Левушка не ответил. Он слушал пение родничка, и шорох серебряной листвы осинника, и дыхание овечьей отары. Отблески пламени падали на тяжелые рога барана, и золотые точечки дрожали в его тупых и выпуклых глазах. Левушка вспомнил свой город, своего умершего деда, и губы его дрожат, и слезы спазмами сжимают горло.

— А ты не думай об этом, Левонтий, — говорит дед. — К слову сказать, жизнь прожить — не поле перейти. Вот даже овца — она и то, наверно, волнение имеет. Очень уж у нее сердце слабое. Поймаешь ягушку, а сердечко у нее так бьется, вроде кто-то быстро молоточком по наковальне бьет. Тук-тук-тук.

Дед кладет на колени доплетенный лапоть и долго смотрит на огонь.

— А животная страсть полезная. И тебе шкура, и тебе шерсть, и тебе мясо. Ба-альшой талан надо иметь, чтобы ягушку в овцу вырастить. Вот я десять лет в чабанах хожу, а тебе признаюсь — не хватает мне талану. И уж что я ни читал! Книг десять прочел про овец. Толстые книги, по сто страниц даже попадались, а все никак не могу понять, в чем корень ихнего существа. Почему одна овца с норовом, а другая нет. Почему одна быстро нагуливается, а другая на квелость переходит. Вот и рассуди тут, как хочешь. Кому что на роду написано. Профессия, стало быть.

— А инженером тоже хорошо быть, — сказал Левушка. — Мой папа все время путейским инженером работал.

— Если бы мне грамоту, — вздохнул дед, — я бы все науки превзошел. Я бы, может, даже через микроскоп разную бактерию высматривал. Которая зловредная, ту к ногтю, а которая с пользой — ту на развод. Есть же такая работа?

— Это в лаборатории, — сказал Левушка, — у разных ученых.

— То-то и оно, — удовлетворенно сказал дед и приступил к ужину. Дед любил печальную песню «Лучинушка». Перед сном у костра он мурлыкал ее, и Левушке полюбились грустные слова этой старой песенки:

Горит, горит лучинушка,
Горит, трещит сосновая.
Сидит в избе хозяюшка,
Как ноченька, суровая.

— Вот что значит сиротская доля, — говорил он, допев песню. — Плохо без отца, без матери. Вроде как скворцу без скворешни.

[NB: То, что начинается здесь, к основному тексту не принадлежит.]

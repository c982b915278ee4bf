//! Possession controller.
//!
//! Holds zero or one object. Picking up attaches the object to the hold
//! anchor and switches its body to kinematic; dropping detaches it and hands
//! it back to the simulation, optionally with a throw impulse along the
//! camera's forward axis.
//!
//! The held object id and its body handle live together in
//! [`HeldObject`], so they are always set and cleared as one.
//!
//! Every state change is reported to a [`HandStatusListener`] (normally the
//! interaction scanner).

use glam::Vec3;
use holdfast_scene::{Interpolation, ObjectId, Scene, Transform};
use tracing::{debug, error, info, warn};

use crate::error::SetupError;
use crate::interaction::{HandStatusListener, Interactor};
use crate::world::ObjectTable;

/// Handle to the rigid body of a held object.
#[derive(Debug, Clone, Copy, PartialEq, Eq, Hash)]
pub struct BodyHandle(ObjectId);

impl BodyHandle {
    /// Object owning the body.
    #[must_use]
    pub const fn object(self) -> ObjectId {
        self.0
    }
}

/// The currently held object and its physics handle.
#[derive(Debug, Clone, Copy, PartialEq, Eq)]
pub struct HeldObject {
    /// Held object.
    pub object: ObjectId,
    /// Body of the held object, if it had one at pickup.
    pub body: Option<BodyHandle>,
}

/// What a possession operation did.
#[derive(Debug, Clone, Copy, PartialEq, Eq)]
pub enum PossessionOutcome {
    /// The object is now held.
    PickedUp(ObjectId),
    /// The held object was released without a throw.
    Dropped(ObjectId),
    /// The held object was thrown.
    Thrown(ObjectId),
    /// The held object's primary use ran.
    Used(ObjectId),
    /// The held object's secondary use ran.
    SecondaryUsed(ObjectId),
    /// Nothing happened.
    Ignored,
}

/// Single-slot held-object model.
#[derive(Debug)]
pub struct PossessionController {
    owner: ObjectId,
    camera: Option<ObjectId>,
    hold_anchor: Option<ObjectId>,
    throw_force: f32,
    held: Option<HeldObject>,
    enabled: bool,
}

impl PossessionController {
    /// Creates a controller for `owner`.
    ///
    /// `camera` supplies the throw direction (the hold anchor's forward axis
    /// is used without one). A missing or unknown hold anchor is logged and
    /// leaves the controller disabled.
    pub fn new(
        owner: ObjectId,
        camera: Option<ObjectId>,
        hold_anchor: Option<ObjectId>,
        throw_force: f32,
        scene: &Scene,
    ) -> Self {
        let enabled = match hold_anchor {
            None => Err(SetupError::MissingHoldAnchor),
            Some(id) if !scene.contains(id) => Err(SetupError::UnknownObject(id)),
            Some(_) => Ok(()),
        }
        .map_err(|err| error!(error = %err, "possession controller disabled"))
        .is_ok();

        Self {
            owner,
            camera,
            hold_anchor,
            throw_force,
            held: None,
            enabled,
        }
    }

    /// Currently held object, if any.
    #[must_use]
    pub fn held_object(&self) -> Option<ObjectId> {
        self.held.map(|h| h.object)
    }

    /// Held object together with its body handle.
    #[must_use]
    pub fn held(&self) -> Option<HeldObject> {
        self.held
    }

    /// Whether an object is held.
    #[must_use]
    pub fn is_holding(&self) -> bool {
        self.held.is_some()
    }

    /// Whether the controller is active.
    #[must_use]
    pub fn is_enabled(&self) -> bool {
        self.enabled
    }

    /// Object owning this controller.
    #[must_use]
    pub fn owner(&self) -> ObjectId {
        self.owner
    }

    /// Picks up `object`.
    ///
    /// No-op while disabled, while already holding, or if `object` does not
    /// exist or cannot be attached to the hold anchor.
    pub fn pick_up(
        &mut self,
        scene: &mut Scene,
        object: ObjectId,
        listener: &mut dyn HandStatusListener,
    ) -> PossessionOutcome {
        if !self.enabled {
            return PossessionOutcome::Ignored;
        }
        if let Some(held) = self.held {
            debug!(held = %held.object, requested = %object, "hand already full; pickup ignored");
            return PossessionOutcome::Ignored;
        }
        let Some(anchor) = self.hold_anchor else {
            return PossessionOutcome::Ignored;
        };
        if !scene.contains(object) {
            return PossessionOutcome::Ignored;
        }

        if let Err(err) = scene.attach(object, anchor, Transform::IDENTITY) {
            warn!(object = %object, error = %err, "cannot attach to hold anchor; pickup ignored");
            return PossessionOutcome::Ignored;
        }

        let body = scene.body_mut(object).map(|body| {
            body.set_kinematic(true);
            body.set_use_gravity(false);
            body.set_interpolation(Interpolation::None);
            BodyHandle(object)
        });

        self.held = Some(HeldObject { object, body });
        listener.set_hand_status(true);
        info!(object = %object, "picked up");
        PossessionOutcome::PickedUp(object)
    }

    /// Releases the held object, throwing it if `throwing`.
    ///
    /// No-op when nothing is held.
    pub fn drop(
        &mut self,
        scene: &mut Scene,
        throwing: bool,
        listener: &mut dyn HandStatusListener,
    ) -> PossessionOutcome {
        let Some(held) = self.held else {
            return PossessionOutcome::Ignored;
        };

        let throw_direction = self.throw_direction(scene);
        if scene.detach(held.object).is_err() {
            debug!(object = %held.object, "held object vanished before drop");
        }

        if let Some(handle) = held.body {
            if let Some(body) = scene.body_mut(handle.object()) {
                body.set_kinematic(false);
                body.set_use_gravity(true);
                body.set_interpolation(Interpolation::Interpolate);
                if throwing {
                    body.apply_impulse(throw_direction * self.throw_force);
                } else {
                    body.set_velocity(Vec3::ZERO);
                }
            }
        }

        self.held = None;
        listener.set_hand_status(false);

        if throwing {
            info!(object = %held.object, force = self.throw_force, "thrown");
            PossessionOutcome::Thrown(held.object)
        } else {
            info!(object = %held.object, "dropped");
            PossessionOutcome::Dropped(held.object)
        }
    }

    fn throw_direction(&self, scene: &Scene) -> Vec3 {
        self.camera
            .or(self.hold_anchor)
            .and_then(|id| scene.transform(id))
            .map_or(Vec3::NEG_Z, |t| t.forward())
    }

    /// Primary action: use the held object if it is usable, otherwise throw
    /// it.
    pub fn primary_action(
        &mut self,
        scene: &mut Scene,
        objects: &mut ObjectTable,
        listener: &mut dyn HandStatusListener,
    ) -> PossessionOutcome {
        let Some(held) = self.held else {
            return PossessionOutcome::Ignored;
        };
        if let Some(usable) = objects
            .get_mut(held.object)
            .and_then(|b| b.as_usable_mut())
        {
            usable.on_use();
            return PossessionOutcome::Used(held.object);
        }
        self.drop(scene, true, listener)
    }

    /// Secondary action: start the held object's secondary use, if it has
    /// one.
    pub fn secondary_action(&mut self, objects: &mut ObjectTable) -> PossessionOutcome {
        let Some(held) = self.held else {
            return PossessionOutcome::Ignored;
        };
        match objects
            .get_mut(held.object)
            .and_then(|b| b.as_secondary_usable_mut())
        {
            Some(secondary) => {
                secondary.on_secondary_use_start();
                PossessionOutcome::SecondaryUsed(held.object)
            }
            None => PossessionOutcome::Ignored,
        }
    }

    /// Clears the held reference if the object was removed from the scene.
    ///
    /// Returns whether a stale reference was released.
    pub fn release_missing(
        &mut self,
        scene: &Scene,
        listener: &mut dyn HandStatusListener,
    ) -> bool {
        match self.held {
            Some(held) if !scene.contains(held.object) => {
                warn!(object = %held.object, "held object removed from world; hand emptied");
                self.held = None;
                listener.set_hand_status(false);
                true
            }
            _ => false,
        }
    }
}

/// [`Interactor`] backed by a possession controller.
///
/// Built on demand for the duration of one interaction so the interactable
/// can hand itself over through `pick_up_object`.
pub struct PossessionInteractor<'a> {
    possession: &'a mut PossessionController,
    scene: &'a mut Scene,
    listener: &'a mut dyn HandStatusListener,
}

impl<'a> PossessionInteractor<'a> {
    /// Borrows the pieces a pickup needs.
    pub fn new(
        possession: &'a mut PossessionController,
        scene: &'a mut Scene,
        listener: &'a mut dyn HandStatusListener,
    ) -> Self {
        Self {
            possession,
            scene,
            listener,
        }
    }
}

impl Interactor for PossessionInteractor<'_> {
    fn origin(&self) -> Vec3 {
        self.scene
            .transform(self.possession.owner)
            .map_or(Vec3::ZERO, |t| t.translation)
    }

    fn pick_up_object(&mut self, object: ObjectId) {
        self.possession.pick_up(self.scene, object, self.listener);
    }
}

Дед вырос сиротой, и, когда Левушка с матерью приехали с запада, перейдя линию фронта, мальчик с рябым лицом и мужицкими серьезными глазами удивительно полюбился деду. Так стал Левушка чабаненком, а мать стала работать учительницей в школе. Левушка так привык к лесу, к ягнятам, что не уходил домой даже в воскресенье, чтобы повидаться с матерью, и она сама навещала его. Она приносила свежих пирогов, меду, а деду нюхательного табаку.

— Ну, как сын Великого Новгорода работает? — спрашивала она, ласково ероша жесткие волосы Левушки.

Дед долго нюхал табак, посматривал лукаво на Левушку, а потом с важностью в голосе отвечал:

— Работает согласно уставу. Все в исправности, кнут ремонту не требует, ягнята не теряются, на работу имеет злость и прилежание, вроде как бы испокон веков чабаном был.

— Ишь ты как, Левушка! — говорила мать. — Может, и меня в помощники возьмете?